* [TASK PROMPT] Could you return all of the records exactly as they stand?

Collected data entries:
****
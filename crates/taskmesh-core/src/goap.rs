use std::cmp::Ordering;
use std::collections::{BinaryHeap, HashMap};

use tracing::Level;

use taskmesh_observability::{emit_event, ObservabilityEvent, ProcessKind};
use taskmesh_types::goap::{action_catalogue, ActionName, GoapAction, GoapPlan};
use taskmesh_types::world_state::{WorldState, WorldStateKey};

/// A* search node. Ordered by `f = g + h` ascending, then by the action name
/// of the step that produced it, so two plans of equal cost resolve
/// deterministically (ties break lexically by action name).
#[derive(Debug, Clone, Eq, PartialEq)]
struct Node {
    state: WorldState,
    g: u32,
    h: u32,
    path: Vec<ActionName>,
}

impl Node {
    fn f(&self) -> u32 {
        self.g + self.h
    }

    fn last_action(&self) -> Option<ActionName> {
        self.path.last().copied()
    }
}

impl Ord for Node {
    fn cmp(&self, other: &Self) -> Ordering {
        // BinaryHeap is a max-heap; invert so lowest f (then lexical action
        // name) comes out first.
        other
            .f()
            .cmp(&self.f())
            .then_with(|| self.last_action().cmp(&other.last_action()))
    }
}

impl PartialOrd for Node {
    fn partial_cmp(&self, other: &Self) -> Option<Ordering> {
        Some(self.cmp(other))
    }
}

/// Admissible heuristic: the count of goal keys not yet satisfied. Every
/// action in the catalogue sets at most the keys it declares as effects, so
/// this never overestimates the remaining cost.
fn heuristic(state: &WorldState, goal: &[(WorldStateKey, bool)]) -> u32 {
    goal.iter()
        .filter(|(key, value)| state.get(*key) != *value)
        .count() as u32
}

/// A* search from `start` to the first state subsuming `goal`, over the
/// static action catalogue. Returns `GoapPlan::dead_end = true` when no
/// sequence of actions reaches the goal, so an unreachable goal yields a
/// distinguishable dead-end result rather than an error.
///
/// `cost_overrides` multiplies an action's `base_cost` by the matching
/// entry when present, so a caller can steer the search away from (or
/// toward) a specific action without touching the static catalogue —
/// search stays deterministic since the override map is part of the input.
pub fn plan(
    start: &WorldState,
    goal: &[(WorldStateKey, bool)],
    cost_overrides: Option<&HashMap<ActionName, f64>>,
) -> GoapPlan {
    let actions = action_catalogue();
    plan_with_catalogue(start, goal, &actions, cost_overrides)
}

fn edge_cost(action: &GoapAction, cost_overrides: Option<&HashMap<ActionName, f64>>) -> u32 {
    let multiplier = cost_overrides
        .and_then(|overrides| overrides.get(&action.name))
        .copied()
        .unwrap_or(1.0);
    ((action.base_cost as f64) * multiplier).round() as u32
}

fn plan_with_catalogue(
    start: &WorldState,
    goal: &[(WorldStateKey, bool)],
    actions: &[GoapAction],
    cost_overrides: Option<&HashMap<ActionName, f64>>,
) -> GoapPlan {
    if start.subsumes(goal) {
        emit_goap_decision(0, false);
        return GoapPlan {
            actions: Vec::new(),
            dead_end: false,
        };
    }

    let mut open = BinaryHeap::new();
    let mut best_g: HashMap<Vec<bool>, u32> = HashMap::new();

    let fingerprint = |s: &WorldState| -> Vec<bool> {
        WorldStateKey::ALL.iter().map(|k| s.get(*k)).collect()
    };

    open.push(Node {
        state: start.clone(),
        g: 0,
        h: heuristic(start, goal),
        path: Vec::new(),
    });
    best_g.insert(fingerprint(start), 0);

    // Bound expansion so a pathological catalogue cannot spin forever; the
    // real catalogue reaches any goal in well under this many steps.
    const MAX_EXPANSIONS: usize = 10_000;
    let mut expansions = 0usize;

    while let Some(node) = open.pop() {
        expansions += 1;
        if expansions > MAX_EXPANSIONS {
            break;
        }

        if node.state.subsumes(goal) {
            emit_goap_decision(node.path.len(), false);
            return GoapPlan {
                actions: node.path,
                dead_end: false,
            };
        }

        for action in actions {
            if !node.state.subsumes(&action.preconditions) {
                continue;
            }

            let next_state = node.state.overlay(&action.effects);
            let next_g = node.g + edge_cost(action, cost_overrides);
            let key = fingerprint(&next_state);

            if let Some(&existing) = best_g.get(&key) {
                if existing <= next_g {
                    continue;
                }
            }
            best_g.insert(key, next_g);

            let mut next_path = node.path.clone();
            next_path.push(action.name);

            let next_h = heuristic(&next_state, goal);
            open.push(Node {
                state: next_state,
                g: next_g,
                h: next_h,
                path: next_path,
            });
        }
    }

    emit_goap_decision(0, true);
    GoapPlan {
        actions: Vec::new(),
        dead_end: true,
    }
}

fn emit_goap_decision(plan_length: usize, dead_end: bool) {
    emit_event(
        if dead_end { Level::WARN } else { Level::INFO },
        ProcessKind::Coordinator,
        ObservabilityEvent {
            event: "goap.decision",
            component: "goap",
            correlation_id: None,
            task_id: None,
            role: None,
            adapter_id: None,
            status: Some(if dead_end { "dead_end" } else { "planned" }),
            error_code: None,
            detail: Some(&plan_length.to_string()),
        },
    );
}

#[cfg(test)]
mod tests {
    use super::*;
    use WorldStateKey::*;

    #[test]
    fn finds_plan_from_scratch_to_done() {
        let start = WorldState::from_true([TaskExists, AdapterAvailable]);
        let goal = [(Done, true)];
        let result = plan(&start, &goal, None);
        assert!(!result.dead_end);
        assert_eq!(
            result.actions,
            vec![
                ActionName::Plan,
                ActionName::Build,
                ActionName::Review,
                ActionName::Finalize,
            ]
        );
    }

    #[test]
    fn already_satisfied_goal_yields_empty_plan() {
        let start = WorldState::from_true([Done]);
        let result = plan(&start, &[(Done, true)], None);
        assert!(!result.dead_end);
        assert!(result.actions.is_empty());
    }

    #[test]
    fn rejected_review_routes_through_rework() {
        let start = WorldState::from_true([TaskExists, AdapterAvailable, BuildExists, ReviewRejected]);
        let result = plan(&start, &[(Done, true)], None);
        assert!(!result.dead_end);
        assert!(result.actions.contains(&ActionName::Rework));
        assert_eq!(result.actions.last(), Some(&ActionName::Finalize));
    }

    #[test]
    fn retry_limit_reached_with_rejected_review_escalates() {
        let start = WorldState::from_true([
            TaskExists,
            AdapterAvailable,
            PlanExists,
            BuildExists,
            ReviewRejected,
            RetryLimitReached,
        ]);
        let result = plan(&start, &[(Done, true)], None);
        assert!(!result.dead_end);
        assert_eq!(result.actions, vec![ActionName::Escalate]);
    }

    #[test]
    fn unreachable_goal_is_a_dead_end_not_a_panic() {
        let start = WorldState::new();
        // AdapterAvailable is never an effect of any action, so a goal
        // requiring it from an empty start is unreachable.
        let result = plan(&start, &[(AdapterAvailable, true)], None);
        assert!(result.dead_end);
    }

    #[test]
    fn cost_override_switches_the_chosen_action() {
        use taskmesh_types::goap::GoapAction;

        let cheap = GoapAction {
            name: ActionName::Build,
            preconditions: vec![(TaskExists, true)],
            effects: vec![(Done, true)],
            base_cost: 1,
        };
        let expensive = GoapAction {
            name: ActionName::Rework,
            preconditions: vec![(TaskExists, true)],
            effects: vec![(Done, true)],
            base_cost: 1,
        };
        let actions = vec![cheap, expensive];

        let start = WorldState::from_true([TaskExists]);
        let goal = [(Done, true)];

        let unbiased = plan_with_catalogue(&start, &goal, &actions, None);
        assert_eq!(unbiased.actions, vec![ActionName::Build]);

        let mut overrides = HashMap::new();
        overrides.insert(ActionName::Build, 10.0);
        let biased = plan_with_catalogue(&start, &goal, &actions, Some(&overrides));
        assert_eq!(biased.actions, vec![ActionName::Rework]);
    }
}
****
* [RESPONSE TO THIS EXERCISE]
filename crates/taskmesh-core/src/goap.rs
use std::cmp::Ordering;
use std::collections::{BinaryHeap, HashMap};

use tracing::Level;

use taskmesh_observability::{emit_event, ObservabilityEvent, ProcessKind};
use taskmesh_types::goap::{action_catalogue, ActionName, GoapAction, GoapPlan};
use taskmesh_types::world_state::{WorldState, WorldStateKey};

/// A* search node. Ordered by `f = g + h` ascending, then by the action name
/// of the step that produced it, so two plans of equal cost resolve
/// deterministically (ties break lexically by action name).
#[derive(Debug, Clone, Eq, PartialEq)]
struct Node {
    state: WorldState,
    g: u32,
    h: u32,
    path: Vec<ActionName>,
}

impl Node {
    fn f(&self) -> u32 {
        self.g + self.h
    }

    fn last_action(&self) -> Option<ActionName> {
        self.path.last().copied()
    }
}

impl Ord for Node {
    fn cmp(&self, other: &Self) -> Ordering {
        // BinaryHeap is a max-heap; invert so lowest f (then lexical action
        // name) comes out first.
        other
            .f()
            .cmp(&self.f())
            .then_with(|| self.last_action().cmp(&other.last_action()))
    }
}

impl PartialOrd for Node {
    fn partial_cmp(&self, other: &Self) -> Option<Ordering> {
        Some(self.cmp(other))
    }
}

/// Admissible heuristic: the count of goal keys not yet satisfied. Every
/// action in the catalogue sets at most the keys it declares as effects, so
/// this never overestimates the remaining cost.
fn heuristic(state: &WorldState, goal: &[(WorldStateKey, bool)]) -> u32 {
    goal.iter()
        .filter(|(key, value)| state.get(*key) != *value)
        .count() as u32
}

/// A* search from `start` to the first state subsuming `goal`, over the
/// static action catalogue. Returns `GoapPlan::dead_end = true` when no
/// sequence of actions reaches the goal, so an unreachable goal yields a
/// distinguishable dead-end result rather than an error.
///
/// `cost_overrides` multiplies an action's `base_cost` by the matching
/// entry when present, so a caller can steer the search away from (or
/// toward) a specific action without touching the static catalogue —
/// search stays deterministic since the override map is part of the input.
pub fn plan(
    start: &WorldState,
    goal: &[(WorldStateKey, bool)],
    cost_overrides: Option<&HashMap<ActionName, f64>>,
) -> GoapPlan {
    let actions = action_catalogue();
    plan_with_catalogue(start, goal, &actions, cost_overrides)
}

fn edge_cost(action: &GoapAction, cost_overrides: Option<&HashMap<ActionName, f64>>) -> u32 {
    let multiplier = cost_overrides
        .and_then(|overrides| overrides.get(&action.name))
        .copied()
        .unwrap_or(1.0);
    ((action.base_cost as f64) * multiplier).round() as u32
}

fn plan_with_catalogue(
    start: &WorldState,
    goal: &[(WorldStateKey, bool)],
    actions: &[GoapAction],
    cost_overrides: Option<&HashMap<ActionName, f64>>,
) -> GoapPlan {
    if start.subsumes(goal) {
        emit_goap_decision(0, false);
        return GoapPlan {
            actions: Vec::new(),
            dead_end: false,
        };
    }

    let mut open = BinaryHeap::new();
    let mut best_g: HashMap<Vec<bool>, u32> = HashMap::new();

    let fingerprint = |s: &WorldState| -> Vec<bool> {
        WorldStateKey::ALL.iter().map(|k| s.get(*k)).collect()
    };

    open.push(Node {
        state: start.clone(),
        g: 0,
        h: heuristic(start, goal),
        path: Vec::new(),
    });
    best_g.insert(fingerprint(start), 0);

    // Bound expansion so a pathological catalogue cannot spin forever; the
    // real catalogue reaches any goal in well under this many steps.
    const MAX_EXPANSIONS: usize = 10_000;
    let mut expansions = 0usize;

    while let Some(node) = open.pop() {
        expansions += 1;
        if expansions > MAX_EXPANSIONS {
            break;
        }

        if node.state.subsumes(goal) {
            emit_goap_decision(node.path.len(), false);
            return GoapPlan {
                actions: node.path,
                dead_end: false,
            };
        }

        for action in actions {
            if !node.state.subsumes(&action.preconditions) {
                continue;
            }

            let next_state = node.state.overlay(&action.effects);
            let next_g = node.g + edge_cost(action, cost_overrides);
            let key = fingerprint(&next_state);

            if let Some(&existing) = best_g.get(&key) {
                if existing <= next_g {
                    continue;
                }
            }
            best_g.insert(key, next_g);

            let mut next_path = node.path.clone();
            next_path.push(action.name);

            let next_h = heuristic(&next_state, goal);
            open.push(Node {
                state: next_state,
                g: next_g,
                h: next_h,
                path: next_path,
            });
        }
    }

    emit_goap_decision(0, true);
    GoapPlan {
        actions: Vec::new(),
        dead_end: true,
    }
}

fn emit_goap_decision(plan_length: usize, dead_end: bool) {
    emit_event(
        if dead_end { Level::WARN } else { Level::INFO },
        ProcessKind::Coordinator,
        ObservabilityEvent {
            event: "goap.decision",
            component: "goap",
            correlation_id: None,
            task_id: None,
            role: None,
            adapter_id: None,
            status: Some(if dead_end { "dead_end" } else { "planned" }),
            error_code: None,
            detail: Some(&plan_length.to_string()),
        },
    );
}

#[cfg(test)]
mod tests {
    use super::*;
    use WorldStateKey::*;

    #[test]
    fn finds_plan_from_scratch_to_done() {
        let start = WorldState::from_true([TaskExists, AdapterAvailable]);
        let goal = [(Done, true)];
        let result = plan(&start, &goal, None);
        assert!(!result.dead_end);
        assert_eq!(
            result.actions,
            vec![
                ActionName::Plan,
                ActionName::Build,
                ActionName::Review,
                ActionName::Finalize,
            ]
        );
    }

    #[test]
    fn already_satisfied_goal_yields_empty_plan() {
        let start = WorldState::from_true([Done]);
        let result = plan(&start, &[(Done, true)], None);
        assert!(!result.dead_end);
        assert!(result.actions.is_empty());
    }

    #[test]
    fn rejected_review_routes_through_rework() {
        let start = WorldState::from_true([TaskExists, AdapterAvailable, BuildExists, ReviewRejected]);
        let result = plan(&start, &[(Done, true)], None);
        assert!(!result.dead_end);
        assert!(result.actions.contains(&ActionName::Rework));
        assert_eq!(result.actions.last(), Some(&ActionName::Finalize));
    }

    #[test]
    fn retry_limit_reached_with_rejected_review_escalates() {
        let start = WorldState::from_true([
            TaskExists,
            AdapterAvailable,
            PlanExists,
            BuildExists,
            ReviewRejected,
            RetryLimitReached,
        ]);
        let result = plan(&start, &[(Done, true)], None);
        assert!(!result.dead_end);
        assert_eq!(result.actions, vec![ActionName::Escalate]);
    }

    #[test]
    fn unreachable_goal_is_a_dead_end_not_a_panic() {
        let start = WorldState::new();
        // AdapterAvailable is never an effect of any action, so a goal
        // requiring it from an empty start is unreachable.
        let result = plan(&start, &[(AdapterAvailable, true)], None);
        assert!(result.dead_end);
    }

    #[test]
    fn cost_override_switches_the_chosen_action() {
        use taskmesh_types::goap::GoapAction;

        let cheap = GoapAction {
            name: ActionName::Build,
            preconditions: vec![(TaskExists, true)],
            effects: vec![(Done, true)],
            base_cost: 1,
        };
        let expensive = GoapAction {
            name: ActionName::Rework,
            preconditions: vec![(TaskExists, true)],
            effects: vec![(Done, true)],
            base_cost: 1,
        };
        let actions = vec![cheap, expensive];

        let start = WorldState::from_true([TaskExists]);
        let goal = [(Done, true)];

        let unbiased = plan_with_catalogue(&start, &goal, &actions, None);
        assert_eq!(unbiased.actions, vec![ActionName::Build]);

        let mut overrides = HashMap::new();
        overrides.insert(ActionName::Build, 10.0);
        let biased = plan_with_catalogue(&start, &goal, &actions, Some(&overrides));
        assert_eq!(biased.actions, vec![ActionName::Rework]);
    }
}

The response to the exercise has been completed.